//! Regular sample grid over the boundary's bounding box and the scores stored on it.
#[cfg(feature = "serde")]
use serde::{Deserialize, Serialize};

use crate::error::{Error, Result};
use crate::geometry::{Aabb, Point};

/// Value stored for one grid cell.
#[cfg_attr(feature = "serde", derive(Serialize, Deserialize))]
#[derive(Clone, Copy, Debug, PartialEq)]
pub enum CellScore {
    /// Aggregated detectability in `[0, 1]`.
    Score(f64),
    /// Cell center lies outside free space, or its sweep failed.
    Invalid,
    /// Not evaluated because the computation was cancelled.
    Unsampled,
}

impl CellScore {
    pub fn score(self) -> Option<f64> {
        match self {
            CellScore::Score(s) => Some(s),
            _ => None,
        }
    }

    pub fn is_scored(self) -> bool {
        matches!(self, CellScore::Score(_))
    }
}

/// Cell counts gathered while filling a grid.
#[cfg_attr(feature = "serde", derive(Serialize, Deserialize))]
#[derive(Clone, Copy, Debug, Default, PartialEq, Eq)]
pub struct HeatmapStats {
    /// Cells that received a score.
    pub sampled: usize,
    /// Cells whose center is outside free space.
    pub invalid: usize,
    /// Cells in free space whose sweep failed; stored as [`CellScore::Invalid`].
    pub failed: usize,
    /// Cells skipped because of cancellation.
    pub unsampled: usize,
    /// The computation stopped before every cell was evaluated.
    pub cancelled: bool,
}

impl HeatmapStats {
    pub fn total(&self) -> usize {
        self.sampled + self.invalid + self.failed + self.unsampled
    }
}

/// Grid geometry: `cols x rows` cells of `spacing` units starting at `origin`.
///
/// Cells are stored row-major; row 0 is at the minimum y of the bounding box.
#[derive(Clone, Copy, Debug, PartialEq)]
pub struct GridLayout {
    pub origin: Point,
    pub spacing: f64,
    pub cols: usize,
    pub rows: usize,
}

impl GridLayout {
    /// Cover `bounds` with cells of `spacing`, refusing grids with more than `max_cells` cells.
    pub fn covering(bounds: Aabb, spacing: f64, max_cells: usize) -> Result<Self> {
        if !(spacing > 0.0 && spacing.is_finite()) {
            return Err(Error::InvalidConfig("spacing must be finite and > 0".into()));
        }
        let cols = (bounds.width() / spacing).ceil().max(1.0);
        let rows = (bounds.height() / spacing).ceil().max(1.0);
        if !(cols * rows <= max_cells as f64) {
            return Err(Error::InvalidConfig(format!(
                "grid of {cols} x {rows} cells exceeds max_cells ({max_cells})"
            )));
        }
        Ok(Self {
            origin: bounds.min,
            spacing,
            cols: cols as usize,
            rows: rows as usize,
        })
    }

    pub fn len(&self) -> usize {
        self.cols * self.rows
    }

    pub fn is_empty(&self) -> bool {
        self.len() == 0
    }

    #[inline]
    pub fn index(&self, col: usize, row: usize) -> usize {
        row * self.cols + col
    }

    /// `(col, row)` of a row-major index.
    #[inline]
    pub fn coords(&self, index: usize) -> (usize, usize) {
        (index % self.cols, index / self.cols)
    }

    pub fn cell_center(&self, col: usize, row: usize) -> Point {
        self.origin + Point::new(col as f64 + 0.5, row as f64 + 0.5) * self.spacing
    }

    /// Cell containing `p`, if it falls on the grid.
    pub fn cell_at(&self, p: Point) -> Option<(usize, usize)> {
        let local = (p - self.origin) / self.spacing;
        if !local.is_finite() || local.x < 0.0 || local.y < 0.0 {
            return None;
        }
        let (col, row) = (local.x.floor() as usize, local.y.floor() as usize);
        (col < self.cols && row < self.rows).then_some((col, row))
    }
}

/// Detectability scores sampled over the floor plan.
#[derive(Clone, Debug, PartialEq)]
pub struct HeatmapGrid {
    layout: GridLayout,
    cells: Vec<CellScore>,
    stats: HeatmapStats,
}

impl HeatmapGrid {
    pub(crate) fn new(layout: GridLayout, cells: Vec<CellScore>, stats: HeatmapStats) -> Self {
        debug_assert_eq!(layout.len(), cells.len());
        Self {
            layout,
            cells,
            stats,
        }
    }

    pub fn layout(&self) -> GridLayout {
        self.layout
    }

    /// Lower-left corner of cell `(0, 0)`.
    pub fn origin(&self) -> Point {
        self.layout.origin
    }

    pub fn spacing(&self) -> f64 {
        self.layout.spacing
    }

    pub fn cols(&self) -> usize {
        self.layout.cols
    }

    pub fn rows(&self) -> usize {
        self.layout.rows
    }

    /// Row-major cells.
    pub fn cells(&self) -> &[CellScore] {
        &self.cells
    }

    pub fn get(&self, col: usize, row: usize) -> Option<CellScore> {
        if col >= self.layout.cols || row >= self.layout.rows {
            return None;
        }
        self.cells.get(self.layout.index(col, row)).copied()
    }

    pub fn cell_center(&self, col: usize, row: usize) -> Point {
        self.layout.cell_center(col, row)
    }

    pub fn cell_at(&self, p: Point) -> Option<(usize, usize)> {
        self.layout.cell_at(p)
    }

    /// Score of the cell containing `p`.
    pub fn score_at(&self, p: Point) -> Option<f64> {
        let (col, row) = self.cell_at(p)?;
        self.get(col, row).and_then(CellScore::score)
    }

    pub fn stats(&self) -> HeatmapStats {
        self.stats
    }

    pub fn is_complete(&self) -> bool {
        !self.stats.cancelled
    }

    /// Highest score on the grid, if any cell was scored.
    pub fn max_score(&self) -> Option<f64> {
        self.cells
            .iter()
            .filter_map(|c| c.score())
            .reduce(f64::max)
    }

    /// Rows of optional scores; `None` for invalid and unsampled cells.
    pub fn to_nested(&self) -> Vec<Vec<Option<f64>>> {
        self.cells
            .chunks(self.layout.cols)
            .map(|row| row.iter().map(|c| c.score()).collect())
            .collect()
    }
}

Task objective: Copy the records above. Leave out nothing.

Answer section:
//! Regular sample grid over the boundary's bounding box and the scores stored on it.
#[cfg(feature = "serde")]
use serde::{Deserialize, Serialize};

use crate::error::{Error, Result};
use crate::geometry::{Aabb, Point};

/// Value stored for one grid cell.
#[cfg_attr(feature = "serde", derive(Serialize, Deserialize))]
#[derive(Clone, Copy, Debug, PartialEq)]
pub enum CellScore {
    /// Aggregated detectability in `[0, 1]`.
    Score(f64),
    /// Cell center lies outside free space, or its sweep failed.
    Invalid,
    /// Not evaluated because the computation was cancelled.
    Unsampled,
}

impl CellScore {
    pub fn score(self) -> Option<f64> {
        match self {
            CellScore::Score(s) => Some(s),
            _ => None,
        }
    }

    pub fn is_scored(self) -> bool {
        matches!(self, CellScore::Score(_))
    }
}

/// Cell counts gathered while filling a grid.
#[cfg_attr(feature = "serde", derive(Serialize, Deserialize))]
#[derive(Clone, Copy, Debug, Default, PartialEq, Eq)]
pub struct HeatmapStats {
    /// Cells that received a score.
    pub sampled: usize,
    /// Cells whose center is outside free space.
    pub invalid: usize,
    /// Cells in free space whose sweep failed; stored as [`CellScore::Invalid`].
    pub failed: usize,
    /// Cells skipped because of cancellation.
    pub unsampled: usize,
    /// The computation stopped before every cell was evaluated.
    pub cancelled: bool,
}

impl HeatmapStats {
    pub fn total(&self) -> usize {
        self.sampled + self.invalid + self.failed + self.unsampled
    }
}

/// Grid geometry: `cols x rows` cells of `spacing` units starting at `origin`.
///
/// Cells are stored row-major; row 0 is at the minimum y of the bounding box.
#[derive(Clone, Copy, Debug, PartialEq)]
pub struct GridLayout {
    pub origin: Point,
    pub spacing: f64,
    pub cols: usize,
    pub rows: usize,
}

impl GridLayout {
    /// Cover `bounds` with cells of `spacing`, refusing grids with more than `max_cells` cells.
    pub fn covering(bounds: Aabb, spacing: f64, max_cells: usize) -> Result<Self> {
        if !(spacing > 0.0 && spacing.is_finite()) {
            return Err(Error::InvalidConfig("spacing must be finite and > 0".into()));
        }
        let cols = (bounds.width() / spacing).ceil().max(1.0);
        let rows = (bounds.height() / spacing).ceil().max(1.0);
        if !(cols * rows <= max_cells as f64) {
            return Err(Error::InvalidConfig(format!(
                "grid of {cols} x {rows} cells exceeds max_cells ({max_cells})"
            )));
        }
        Ok(Self {
            origin: bounds.min,
            spacing,
            cols: cols as usize,
            rows: rows as usize,
        })
    }

    pub fn len(&self) -> usize {
        self.cols * self.rows
    }

    pub fn is_empty(&self) -> bool {
        self.len() == 0
    }

    #[inline]
    pub fn index(&self, col: usize, row: usize) -> usize {
        row * self.cols + col
    }

    /// `(col, row)` of a row-major index.
    #[inline]
    pub fn coords(&self, index: usize) -> (usize, usize) {
        (index % self.cols, index / self.cols)
    }

    pub fn cell_center(&self, col: usize, row: usize) -> Point {
        self.origin + Point::new(col as f64 + 0.5, row as f64 + 0.5) * self.spacing
    }

    /// Cell containing `p`, if it falls on the grid.
    pub fn cell_at(&self, p: Point) -> Option<(usize, usize)> {
        let local = (p - self.origin) / self.spacing;
        if !local.is_finite() || local.x < 0.0 || local.y < 0.0 {
            return None;
        }
        let (col, row) = (local.x.floor() as usize, local.y.floor() as usize);
        (col < self.cols && row < self.rows).then_some((col, row))
    }
}

/// Detectability scores sampled over the floor plan.
#[derive(Clone, Debug, PartialEq)]
pub struct HeatmapGrid {
    layout: GridLayout,
    cells: Vec<CellScore>,
    stats: HeatmapStats,
}

impl HeatmapGrid {
    pub(crate) fn new(layout: GridLayout, cells: Vec<CellScore>, stats: HeatmapStats) -> Self {
        debug_assert_eq!(layout.len(), cells.len());
        Self {
            layout,
            cells,
            stats,
        }
    }

    pub fn layout(&self) -> GridLayout {
        self.layout
    }

    /// Lower-left corner of cell `(0, 0)`.
    pub fn origin(&self) -> Point {
        self.layout.origin
    }

    pub fn spacing(&self) -> f64 {
        self.layout.spacing
    }

    pub fn cols(&self) -> usize {
        self.layout.cols
    }

    pub fn rows(&self) -> usize {
        self.layout.rows
    }

    /// Row-major cells.
    pub fn cells(&self) -> &[CellScore] {
        &self.cells
    }

    pub fn get(&self, col: usize, row: usize) -> Option<CellScore> {
        if col >= self.layout.cols || row >= self.layout.rows {
            return None;
        }
        self.cells.get(self.layout.index(col, row)).copied()
    }

    pub fn cell_center(&self, col: usize, row: usize) -> Point {
        self.layout.cell_center(col, row)
    }

    pub fn cell_at(&self, p: Point) -> Option<(usize, usize)> {
        self.layout.cell_at(p)
    }

    /// Score of the cell containing `p`.
    pub fn score_at(&self, p: Point) -> Option<f64> {
        let (col, row) = self.cell_at(p)?;
        self.get(col, row).and_then(CellScore::score)
    }

    pub fn stats(&self) -> HeatmapStats {
        self.stats
    }

    pub fn is_complete(&self) -> bool {
        !self.stats.cancelled
    }

    /// Highest score on the grid, if any cell was scored.
    pub fn max_score(&self) -> Option<f64> {
        self.cells
            .iter()
            .filter_map(|c| c.score())
            .reduce(f64::max)
    }

    /// Rows of optional scores; `None` for invalid and unsampled cells.
    pub fn to_nested(&self) -> Vec<Vec<Option<f64>>> {
        self.cells
            .chunks(self.layout.cols)
            .map(|row| row.iter().map(|c| c.score()).collect())
            .collect()
    }
}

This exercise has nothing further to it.